Kindsgrösse von Bedeutung

Auch die Grösse des Kindes spielt eine entscheidende Rolle. Small for Gestational Age (SGA) bezeichnet ein Gewicht (EFW) und/oder einen Abdomenumfang (AC) zwischen der 3. und 10. Perzentile, bei gleichzeitig unauffälligen fetalen und maternalen Dopplerwerten sowie unauffälligem Fruchtwasser. In diesen Fällen legt die aktuelle Datenlage eine Entbindung ab SSW 39 + 0 nahe.

Eine späte Fetal Growth Restriction (FGR) liegt vor, wenn das fetale Wachstum pathologisch verzögert ist, definiert als AC/EFW < 3. Perzentile oder AC/EFW < 10. Perzentile in Kombination mit einem Pulsatilitätsindex (PI) der A. umbilicalis > 95. Perzentile und/oder einem Abfallen des AC/EFW um > 50 %. Bei Verdacht auf FGR richtet sich der Zeitpunkt der Geburtseinleitung nach den aktuellen Befunden. Beispielsweise wird bei einem AC/EFW < 3. Perzentile und gleichzeitig unauffälliger fetaler Dopplersonographie die Geburtseinleitung ab SSW 36 + 0 bis 37 + 0 empfohlen (6).

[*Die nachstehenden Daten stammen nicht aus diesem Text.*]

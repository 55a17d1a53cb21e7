use std::future::Future;
use std::time::Duration;

use tokio_util::sync::CancellationToken;

use crate::broker::{Broker, stop_requested};
use crate::error::AppError;
use crate::job::{Role, WorkerConfig};

/// Events emitted by explorer and extractor workers for monitoring/logging.
#[derive(Debug, Clone)]
pub enum WorkerEvent<'a> {
    Started {
        worker_id: &'a str,
        role: Role,
    },
    Idle,
    Processing {
        worker_id: &'a str,
        url: &'a str,
    },
    Duplicate {
        url: &'a str,
    },
    FetchFailed {
        worker_id: &'a str,
        url: &'a str,
        error: &'a str,
    },
    Explored {
        url: &'a str,
        new_links: usize,
    },
    Extracted {
        url: &'a str,
        title: &'a str,
    },
    Progress {
        worker_id: &'a str,
        role: Role,
        processed: u64,
    },
    MalformedItem {
        worker_id: &'a str,
        error: &'a str,
    },
    BrokerUnavailable {
        worker_id: &'a str,
        error: &'a str,
    },
    ItemFailed {
        worker_id: &'a str,
        error: &'a str,
    },
    Stopped {
        worker_id: &'a str,
        role: Role,
        processed: u64,
    },
}

/// Trait for receiving worker events (decoupled logging).
pub trait WorkerReporter: Send + Sync {
    fn report(&self, event: WorkerEvent<'_>) {
        let _ = event;
    }
}

/// Reporter that uses the `tracing` crate.
#[derive(Debug, Default, Clone, Copy)]
pub struct TracingWorkerReporter;

impl WorkerReporter for TracingWorkerReporter {
    fn report(&self, event: WorkerEvent<'_>) {
        match event {
            WorkerEvent::Started { worker_id, role } => {
                tracing::info!(%worker_id, %role, "Worker started and waiting for jobs");
            }
            WorkerEvent::Idle => {
                tracing::trace!("Queue empty");
            }
            WorkerEvent::Processing { worker_id, url } => {
                tracing::debug!(%worker_id, %url, "Processing");
            }
            WorkerEvent::Duplicate { url } => {
                tracing::debug!(%url, "Already visited, skipping");
            }
            WorkerEvent::FetchFailed {
                worker_id,
                url,
                error,
            } => {
                tracing::warn!(%worker_id, %url, %error, "Fetch failed");
            }
            WorkerEvent::Explored { url, new_links } => {
                tracing::debug!(%url, %new_links, "Explored page");
            }
            WorkerEvent::Extracted { url, title } => {
                tracing::debug!(%url, %title, "Extracted title");
            }
            WorkerEvent::Progress {
                worker_id,
                role,
                processed,
            } => {
                tracing::info!(%worker_id, %role, %processed, "Worker progress");
            }
            WorkerEvent::MalformedItem { worker_id, error } => {
                tracing::warn!(%worker_id, %error, "Dropping malformed queue item");
            }
            WorkerEvent::BrokerUnavailable { worker_id, error } => {
                tracing::warn!(%worker_id, %error, "Broker unavailable, backing off");
            }
            WorkerEvent::ItemFailed { worker_id, error } => {
                tracing::warn!(%worker_id, %error, "Queue item failed");
            }
            WorkerEvent::Stopped {
                worker_id,
                role,
                processed,
            } => {
                tracing::info!(%worker_id, %role, %processed, "Worker stopped");
            }
        }
    }
}

/// One kind of queue-draining worker.
///
/// [`run_worker`] owns the loop (pop, stop checks, backoff); implementors
/// only decide what a single popped payload means.
pub trait QueueWorker: Send + Sync {
    type Broker: Broker;

    const ROLE: Role;
    const QUEUE: &'static str;

    fn broker(&self) -> &Self::Broker;

    fn config(&self) -> &WorkerConfig;

    /// Handle one popped payload.
    ///
    /// Returns `Ok(true)` when the item counted as processed, `Ok(false)` when
    /// it was dropped (duplicate or malformed). An error loses the item;
    /// retryable ones also make the loop back off.
    fn handle<WR: WorkerReporter>(
        &self,
        payload: &str,
        reporter: &WR,
    ) -> impl Future<Output = Result<bool, AppError>> + Send;
}

/// Drain `W::QUEUE` until the token is cancelled or the broker stop flag is
/// raised. Returns the number of processed items.
///
/// The stop condition is checked after every pop, whether it timed out or
/// returned an item, so the current item always finishes and no new one is
/// started once stop is observed.
pub async fn run_worker<W: QueueWorker, WR: WorkerReporter>(
    worker: &W,
    cancel: CancellationToken,
    reporter: &WR,
) -> Result<u64, AppError> {
    let config = worker.config();
    let worker_id = config.worker_id.as_str();
    reporter.report(WorkerEvent::Started {
        worker_id,
        role: W::ROLE,
    });

    let mut processed: u64 = 0;
    loop {
        if cancel.is_cancelled() {
            break;
        }

        let popped = worker
            .broker()
            .pop_blocking(W::QUEUE, config.pop_timeout)
            .await;

        match popped {
            Ok(None) => reporter.report(WorkerEvent::Idle),
            Ok(Some(payload)) => match worker.handle(&payload, reporter).await {
                Ok(true) => {
                    processed += 1;
                    if config.progress_every > 0 && processed % config.progress_every == 0 {
                        reporter.report(WorkerEvent::Progress {
                            worker_id,
                            role: W::ROLE,
                            processed,
                        });
                    }
                }
                Ok(false) => {}
                Err(e) => {
                    let error = e.to_string();
                    if e.is_broker_loss() {
                        reporter.report(WorkerEvent::BrokerUnavailable {
                            worker_id,
                            error: &error,
                        });
                    } else {
                        reporter.report(WorkerEvent::ItemFailed {
                            worker_id,
                            error: &error,
                        });
                    }
                    if e.is_retryable() {
                        if !backoff(&cancel, config.broker_backoff).await {
                            break;
                        }
                        continue;
                    }
                }
            },
            Err(e) => {
                let error = e.to_string();
                reporter.report(WorkerEvent::BrokerUnavailable {
                    worker_id,
                    error: &error,
                });
                if !backoff(&cancel, config.broker_backoff).await {
                    break;
                }
                continue;
            }
        }

        if should_stop(worker.broker(), &cancel).await {
            break;
        }
    }

    reporter.report(WorkerEvent::Stopped {
        worker_id,
        role: W::ROLE,
        processed,
    });
    Ok(processed)
}

/// Local cancellation or the job-wide broker flag.
///
/// An unreachable broker does not stop the worker; the next pop will surface
/// the failure and trigger the backoff path.
pub async fn should_stop<B: Broker>(broker: &B, cancel: &CancellationToken) -> bool {
    if cancel.is_cancelled() {
        return true;
    }
    match stop_requested(broker).await {
        Ok(stop) => stop,
        Err(e) => {
            tracing::debug!(error = %e, "Could not read stop flag");
            false
        }
    }
}

/// Sleep for `delay` unless cancelled first. Returns false when cancelled.
pub async fn backoff(cancel: &CancellationToken, delay: Duration) -> bool {
    tokio::select! {
        () = tokio::time::sleep(delay) => true,
        () = cancel.cancelled() => false,
    }
}
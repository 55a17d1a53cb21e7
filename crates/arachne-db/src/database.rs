use std::time::Duration;

use arachne_core::AppError;
use sqlx::PgPool;
use sqlx::postgres::PgPoolOptions;

use crate::broker::PgBroker;
use crate::config::DatabaseConfig;

/// Owns the connection pool, runs migrations and vends brokers.
#[derive(Clone)]
pub struct Database {
    pool: PgPool,
}

impl Database {
    /// Connect to PostgreSQL with the given configuration.
    pub async fn connect(config: &DatabaseConfig) -> Result<Self, AppError> {
        let pool = PgPoolOptions::new()
            .max_connections(config.max_connections)
            .acquire_timeout(Duration::from_secs(5))
            .connect(&config.url)
            .await
            .map_err(|e| AppError::BrokerError(format!("Failed to connect: {e}")))?;

        Ok(Self { pool })
    }

    /// Create a `Database` from an existing pool (useful for testing).
    pub fn from_pool(pool: PgPool) -> Self {
        Self { pool }
    }

    /// Run all pending migrations.
    pub async fn migrate(&self) -> Result<(), AppError> {
        sqlx::migrate!("../../migrations")
            .run(&self.pool)
            .await
            .map_err(|e| AppError::BrokerError(format!("Migration failed: {e}")))?;
        Ok(())
    }

    /// A [`PgBroker`] sharing this pool.
    pub fn broker(&self) -> PgBroker {
        PgBroker::new(self.pool.clone())
    }

    pub fn pool(&self) -> &PgPool {
        &self.pool
    }
}
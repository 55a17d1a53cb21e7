use arachne_core::{Broker, FileExporter, Orchestrator};

/// Shared application state, available to all route handlers via `State<Arc<AppState<B>>>`.
pub struct AppState<B: Broker> {
    pub orchestrator: Orchestrator<B, FileExporter>,
}

impl<B: Broker> AppState<B> {
    pub fn new(orchestrator: Orchestrator<B, FileExporter>) -> Self {
        Self { orchestrator }
    }
}
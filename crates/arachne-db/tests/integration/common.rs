use sqlx::PgPool;
use sqlx::postgres::PgPoolOptions;
use testcontainers::core::{ContainerPort, WaitFor};
use testcontainers::runners::AsyncRunner;
use testcontainers::{ContainerAsync, GenericImage, ImageExt};

/// SQL migration statements, executed one at a time.
const MIGRATIONS: &[&str] = &[
    // 001_broker.sql
    r#"CREATE TABLE IF NOT EXISTS broker_kv (
        key TEXT PRIMARY KEY,
        value TEXT NOT NULL
    )"#,
    r#"CREATE TABLE IF NOT EXISTS broker_sets (
        set_key TEXT NOT NULL,
        member TEXT NOT NULL,
        PRIMARY KEY (set_key, member)
    )"#,
    r#"CREATE TABLE IF NOT EXISTS broker_queue (
        id BIGSERIAL PRIMARY KEY,
        queue_key TEXT NOT NULL,
        payload TEXT NOT NULL
    )"#,
    r#"CREATE INDEX IF NOT EXISTS idx_broker_queue_key ON broker_queue(queue_key, id)"#,
    r#"CREATE TABLE IF NOT EXISTS broker_stream (
        id BIGSERIAL PRIMARY KEY,
        stream_key TEXT NOT NULL,
        payload TEXT NOT NULL
    )"#,
    r#"CREATE INDEX IF NOT EXISTS idx_broker_stream_key ON broker_stream(stream_key, id)"#,
];

/// Spins up a PostgreSQL container and returns a connected pool.
///
/// The `ContainerAsync` must stay in scope for the whole test: dropping it
/// stops the container.
pub async fn setup_test_db() -> (PgPool, ContainerAsync<GenericImage>) {
    let container = GenericImage::new("postgres", "16")
        .with_exposed_port(ContainerPort::Tcp(5432))
        .with_wait_for(WaitFor::message_on_stderr(
            "database system is ready to accept connections",
        ))
        .with_env_var("POSTGRES_PASSWORD", "postgres")
        .with_env_var("POSTGRES_DB", "arachne_test")
        .start()
        .await
        .expect("Failed to start PostgreSQL container");

    let host = container.get_host().await.expect("Failed to get host");
    let port = container
        .get_host_port_ipv4(5432)
        .await
        .expect("Failed to get port");

    let connection_string = format!("postgresql://postgres:postgres@{host}:{port}/arachne_test");

    // Retry connection until container is fully ready
    const MAX_RETRIES: u32 = 30;
    let mut retries = 0;
    let pool = loop {
        match PgPoolOptions::new()
            .max_connections(10)
            .connect(&connection_string)
            .await
        {
            Ok(pool) => break pool,
            Err(e) => {
                retries += 1;
                if retries >= MAX_RETRIES {
                    panic!("Failed to connect to database after {MAX_RETRIES} retries: {e}");
                }
                tokio::time::sleep(std::time::Duration::from_millis(100)).await;
            }
        }
    };

    // Run migrations one statement at a time
    for migration in MIGRATIONS {
        sqlx::query(migration)
            .execute(&pool)
            .await
            .expect("Failed to run migration");
    }

    (pool, container)
}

Hypertensive Erkrankungen während der Schwangerschaft stellen weitere Einleitungsindikationen dar. Bei Präeklampsie ist ein Abwarten bis SSW 37 + 0 vertretbar, wenn kein schwerer Verlauf vorliegt. Bezüglich der Gestationshypertonie wird heute in internationalem Konsens auch die Prolongation der Schwangerschaft bis zum errechneten Termin als Option angesehen. Ein Grund hierfür liegt im veränderten Hypertonie-Management. «Gemäss den neuen Empfehlungen therapieren wir bereits ab 140/90 mmHg anstatt wie früher ab 160/110 mmHg», informierte Dr. Butenschön (7).

Risikokonstellationen, die für eine Einleitung sprechen

Besondere Beachtung verdienen auch Gewicht und Alter der Mutter. Bei Adipositas besteht das Dilemma, dass einerseits das Risiko für einen intrauterinen Fruchttod ansteigt, andererseits die Patientinnen schlechter auf medikamentöse Einleitungsverfahren ansprechen. «Für Frauen mit einem BMI über 35 kg/m2­ bieten wir ab SSW 40 + 0 eine Einleitung an», so die Referentin. Ab 40 Jahren steigt das Risiko für Komplikationen. «Bei Frauen über 40 Jahre empfehlen wir die Einleitung am errechneten Termin», erklärte Dr. Butenschön, «auch wenn die Zahl der nötigen Einleitungen sehr hoch ist, um einzelne fetale Todesfälle zu verhindern. Das muss man mit den Patientinnen gut besprechen.»

Makrosome Kinder, definiert durch ein Schätzgewicht über der 95. Perzentile, profitieren von einer Einleitung ab SSW 38 + 0. Dadurch wird das Risiko für Schulterdystokien gesenkt und die Wahrscheinlichkeit für einen spontan vaginalen Verlauf erhöht, ohne die neonatale Morbidität zu steigern. Allerdings zeigt die Datenlage keinen signifikanten Effekt auf Sectioraten, Plexusparesen oder Asphyxien (8).

Weitere Indikationen für eine Geburtseinleitung sind Oligo­hydramnion, Schwangerschaftscholestase, Mehrlingsschwangerschaften oder der ausdrückliche Wunsch der Schwangeren. Die ARRIVE-Studie untersuchte über 6000 Nulliparae mit Einlingsschwangerschaften in Schädellage. Sie zeigte, dass eine elektive Einleitung in SSW 39 + 0 die Sectiorate senken kann, ohne Erhöhung der neonatalen Komplikationsrate (9). Dieses Wissen sollte in die Beratung der Schwangeren einfliessen.